PROBLEM DETAILS -> Nothing in the records may be dropped or altered when you repeat them.

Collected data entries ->
*** Block opens ***

use serde::Serialize;
use std::collections::HashMap;
use std::sync::{Arc, RwLock};
use std::time::{Duration, Instant};
use tracing::{Id, Subscriber};
use tracing_subscriber::{Layer, layer::Context, registry::LookupSpan};

/// Span name the linkage pipeline opens around each stage.
pub const DEFAULT_STAGE_SPAN: &str = "linkage.stage";

const UNKNOWN_STAGE: &str = "unknown";

/// Timing of one closed stage span
#[derive(Debug, Clone, Serialize)]
pub struct StageTiming {
    /// Value of the span's `stage` field.
    pub stage: String,
    /// Span name.
    pub span: String,
    /// Wall time from span creation to close.
    pub elapsed: Duration,
    /// Time spent entered, i.e. actually polled.
    pub busy: Duration,
    pub attributes: HashMap<String, serde_json::Value>,
}

/// Shared storage for stage timings, in close order
#[derive(Debug, Clone, Default)]
pub struct SharedStageTimings {
    timings: Arc<RwLock<Vec<StageTiming>>>,
}

impl SharedStageTimings {
    pub fn new() -> Self {
        Self::default()
    }

    pub fn record(&self, timing: StageTiming) {
        if let Ok(mut timings) = self.timings.write() {
            timings.push(timing);
        }
    }

    /// Every captured timing.
    pub fn all(&self) -> Vec<StageTiming> {
        self.timings.read().map(|t| t.clone()).unwrap_or_default()
    }

    /// Timings whose `stage` field equals `stage`.
    pub fn for_stage(&self, stage: &str) -> Vec<StageTiming> {
        self.all().into_iter().filter(|t| t.stage == stage).collect()
    }

    /// Summed wall time of every span of `stage`.
    pub fn total(&self, stage: &str) -> Duration {
        self.for_stage(stage).iter().map(|t| t.elapsed).sum()
    }

    /// Stage names in the order their spans closed, without repeats.
    pub fn stages(&self) -> Vec<String> {
        let mut seen = Vec::new();
        for timing in self.all() {
            if !seen.contains(&timing.stage) {
                seen.push(timing.stage);
            }
        }
        seen
    }

    pub fn clear(&self) {
        if let Ok(mut timings) = self.timings.write() {
            timings.clear();
        }
    }
}

/// A tracing layer that times spans with a given name
pub struct StageTimingLayer {
    storage: Arc<SharedStageTimings>,
    span_name: &'static str,
}

impl StageTimingLayer {
    /// Time spans named [`DEFAULT_STAGE_SPAN`].
    pub fn new(storage: Arc<SharedStageTimings>) -> Self {
        Self { storage, span_name: DEFAULT_STAGE_SPAN }
    }

    /// Time spans named `span_name` instead.
    pub fn with_span_name(mut self, span_name: &'static str) -> Self {
        self.span_name = span_name;
        self
    }
}

struct StageState {
    opened: Instant,
    entered: Option<Instant>,
    busy: Duration,
    fields: HashMap<String, serde_json::Value>,
}

impl<S> Layer<S> for StageTimingLayer
where
    S: Subscriber + for<'a> LookupSpan<'a>,
{
    fn on_new_span(&self, attrs: &tracing::span::Attributes<'_>, id: &Id, ctx: Context<'_, S>) {
        if attrs.metadata().name() != self.span_name {
            return;
        }
        let Some(span) = ctx.span(id) else { return };

        let mut visitor = JsonVisitor::default();
        attrs.record(&mut visitor);
        span.extensions_mut().insert(StageState {
            opened: Instant::now(),
            entered: None,
            busy: Duration::ZERO,
            fields: visitor.0,
        });
    }

    fn on_record(&self, id: &Id, values: &tracing::span::Record<'_>, ctx: Context<'_, S>) {
        let Some(span) = ctx.span(id) else { return };
        let mut extensions = span.extensions_mut();
        if let Some(state) = extensions.get_mut::<StageState>() {
            let mut visitor = JsonVisitor::default();
            values.record(&mut visitor);
            state.fields.extend(visitor.0);
        }
    }

    fn on_enter(&self, id: &Id, ctx: Context<'_, S>) {
        let Some(span) = ctx.span(id) else { return };
        if let Some(state) = span.extensions_mut().get_mut::<StageState>() {
            state.entered = Some(Instant::now());
        }
    }

    fn on_exit(&self, id: &Id, ctx: Context<'_, S>) {
        let Some(span) = ctx.span(id) else { return };
        if let Some(state) = span.extensions_mut().get_mut::<StageState>() {
            if let Some(entered) = state.entered.take() {
                state.busy += entered.elapsed();
            }
        }
    }

    fn on_close(&self, id: Id, ctx: Context<'_, S>) {
        let Some(span) = ctx.span(&id) else { return };
        let Some(state) = span.extensions_mut().remove::<StageState>() else { return };

        let stage = state
            .fields
            .get("stage")
            .and_then(|v| v.as_str())
            .unwrap_or(UNKNOWN_STAGE)
            .to_string();
        self.storage.record(StageTiming {
            stage,
            span: span.metadata().name().to_string(),
            elapsed: state.opened.elapsed(),
            busy: state.busy,
            attributes: state.fields,
        });
    }
}

#[derive(Default)]
struct JsonVisitor(HashMap<String, serde_json::Value>);

impl tracing::field::Visit for JsonVisitor {
    fn record_debug(&mut self, field: &tracing::field::Field, value: &dyn std::fmt::Debug) {
        self.0.insert(field.name().to_string(), serde_json::Value::String(format!("{:?}", value)));
    }

    fn record_str(&mut self, field: &tracing::field::Field, value: &str) {
        self.0.insert(field.name().to_string(), serde_json::Value::String(value.to_string()));
    }

    fn record_bool(&mut self, field: &tracing::field::Field, value: bool) {
        self.0.insert(field.name().to_string(), serde_json::Value::Bool(value));
    }

    fn record_i64(&mut self, field: &tracing::field::Field, value: i64) {
        self.0.insert(field.name().to_string(), serde_json::json!(value));
    }

    fn record_u64(&mut self, field: &tracing::field::Field, value: u64) {
        self.0.insert(field.name().to_string(), serde_json::json!(value));
    }

    fn record_f64(&mut self, field: &tracing::field::Field, value: f64) {
        self.0.insert(field.name().to_string(), serde_json::json!(value));
    }
}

*** Block closes ***

EXPECTED ANSWER ->
use serde::Serialize;
use std::collections::HashMap;
use std::sync::{Arc, RwLock};
use std::time::{Duration, Instant};
use tracing::{Id, Subscriber};
use tracing_subscriber::{Layer, layer::Context, registry::LookupSpan};

/// Span name the linkage pipeline opens around each stage.
pub const DEFAULT_STAGE_SPAN: &str = "linkage.stage";

const UNKNOWN_STAGE: &str = "unknown";

/// Timing of one closed stage span
#[derive(Debug, Clone, Serialize)]
pub struct StageTiming {
    /// Value of the span's `stage` field.
    pub stage: String,
    /// Span name.
    pub span: String,
    /// Wall time from span creation to close.
    pub elapsed: Duration,
    /// Time spent entered, i.e. actually polled.
    pub busy: Duration,
    pub attributes: HashMap<String, serde_json::Value>,
}

/// Shared storage for stage timings, in close order
#[derive(Debug, Clone, Default)]
pub struct SharedStageTimings {
    timings: Arc<RwLock<Vec<StageTiming>>>,
}

impl SharedStageTimings {
    pub fn new() -> Self {
        Self::default()
    }

    pub fn record(&self, timing: StageTiming) {
        if let Ok(mut timings) = self.timings.write() {
            timings.push(timing);
        }
    }

    /// Every captured timing.
    pub fn all(&self) -> Vec<StageTiming> {
        self.timings.read().map(|t| t.clone()).unwrap_or_default()
    }

    /// Timings whose `stage` field equals `stage`.
    pub fn for_stage(&self, stage: &str) -> Vec<StageTiming> {
        self.all().into_iter().filter(|t| t.stage == stage).collect()
    }

    /// Summed wall time of every span of `stage`.
    pub fn total(&self, stage: &str) -> Duration {
        self.for_stage(stage).iter().map(|t| t.elapsed).sum()
    }

    /// Stage names in the order their spans closed, without repeats.
    pub fn stages(&self) -> Vec<String> {
        let mut seen = Vec::new();
        for timing in self.all() {
            if !seen.contains(&timing.stage) {
                seen.push(timing.stage);
            }
        }
        seen
    }

    pub fn clear(&self) {
        if let Ok(mut timings) = self.timings.write() {
            timings.clear();
        }
    }
}

/// A tracing layer that times spans with a given name
pub struct StageTimingLayer {
    storage: Arc<SharedStageTimings>,
    span_name: &'static str,
}

impl StageTimingLayer {
    /// Time spans named [`DEFAULT_STAGE_SPAN`].
    pub fn new(storage: Arc<SharedStageTimings>) -> Self {
        Self { storage, span_name: DEFAULT_STAGE_SPAN }
    }

    /// Time spans named `span_name` instead.
    pub fn with_span_name(mut self, span_name: &'static str) -> Self {
        self.span_name = span_name;
        self
    }
}

struct StageState {
    opened: Instant,
    entered: Option<Instant>,
    busy: Duration,
    fields: HashMap<String, serde_json::Value>,
}

impl<S> Layer<S> for StageTimingLayer
where
    S: Subscriber + for<'a> LookupSpan<'a>,
{
    fn on_new_span(&self, attrs: &tracing::span::Attributes<'_>, id: &Id, ctx: Context<'_, S>) {
        if attrs.metadata().name() != self.span_name {
            return;
        }
        let Some(span) = ctx.span(id) else { return };

        let mut visitor = JsonVisitor::default();
        attrs.record(&mut visitor);
        span.extensions_mut().insert(StageState {
            opened: Instant::now(),
            entered: None,
            busy: Duration::ZERO,
            fields: visitor.0,
        });
    }

    fn on_record(&self, id: &Id, values: &tracing::span::Record<'_>, ctx: Context<'_, S>) {
        let Some(span) = ctx.span(id) else { return };
        let mut extensions = span.extensions_mut();
        if let Some(state) = extensions.get_mut::<StageState>() {
            let mut visitor = JsonVisitor::default();
            values.record(&mut visitor);
            state.fields.extend(visitor.0);
        }
    }

    fn on_enter(&self, id: &Id, ctx: Context<'_, S>) {
        let Some(span) = ctx.span(id) else { return };
        if let Some(state) = span.extensions_mut().get_mut::<StageState>() {
            state.entered = Some(Instant::now());
        }
    }

    fn on_exit(&self, id: &Id, ctx: Context<'_, S>) {
        let Some(span) = ctx.span(id) else { return };
        if let Some(state) = span.extensions_mut().get_mut::<StageState>() {
            if let Some(entered) = state.entered.take() {
                state.busy += entered.elapsed();
            }
        }
    }

    fn on_close(&self, id: Id, ctx: Context<'_, S>) {
        let Some(span) = ctx.span(&id) else { return };
        let Some(state) = span.extensions_mut().remove::<StageState>() else { return };

        let stage = state
            .fields
            .get("stage")
            .and_then(|v| v.as_str())
            .unwrap_or(UNKNOWN_STAGE)
            .to_string();
        self.storage.record(StageTiming {
            stage,
            span: span.metadata().name().to_string(),
            elapsed: state.opened.elapsed(),
            busy: state.busy,
            attributes: state.fields,
        });
    }
}

#[derive(Default)]
struct JsonVisitor(HashMap<String, serde_json::Value>);

impl tracing::field::Visit for JsonVisitor {
    fn record_debug(&mut self, field: &tracing::field::Field, value: &dyn std::fmt::Debug) {
        self.0.insert(field.name().to_string(), serde_json::Value::String(format!("{:?}", value)));
    }

    fn record_str(&mut self, field: &tracing::field::Field, value: &str) {
        self.0.insert(field.name().to_string(), serde_json::Value::String(value.to_string()));
    }

    fn record_bool(&mut self, field: &tracing::field::Field, value: bool) {
        self.0.insert(field.name().to_string(), serde_json::Value::Bool(value));
    }

    fn record_i64(&mut self, field: &tracing::field::Field, value: i64) {
        self.0.insert(field.name().to_string(), serde_json::json!(value));
    }

    fn record_u64(&mut self, field: &tracing::field::Field, value: u64) {
        self.0.insert(field.name().to_string(), serde_json::json!(value));
    }

    fn record_f64(&mut self, field: &tracing::field::Field, value: f64) {
        self.0.insert(field.name().to_string(), serde_json::json!(value));
    }
}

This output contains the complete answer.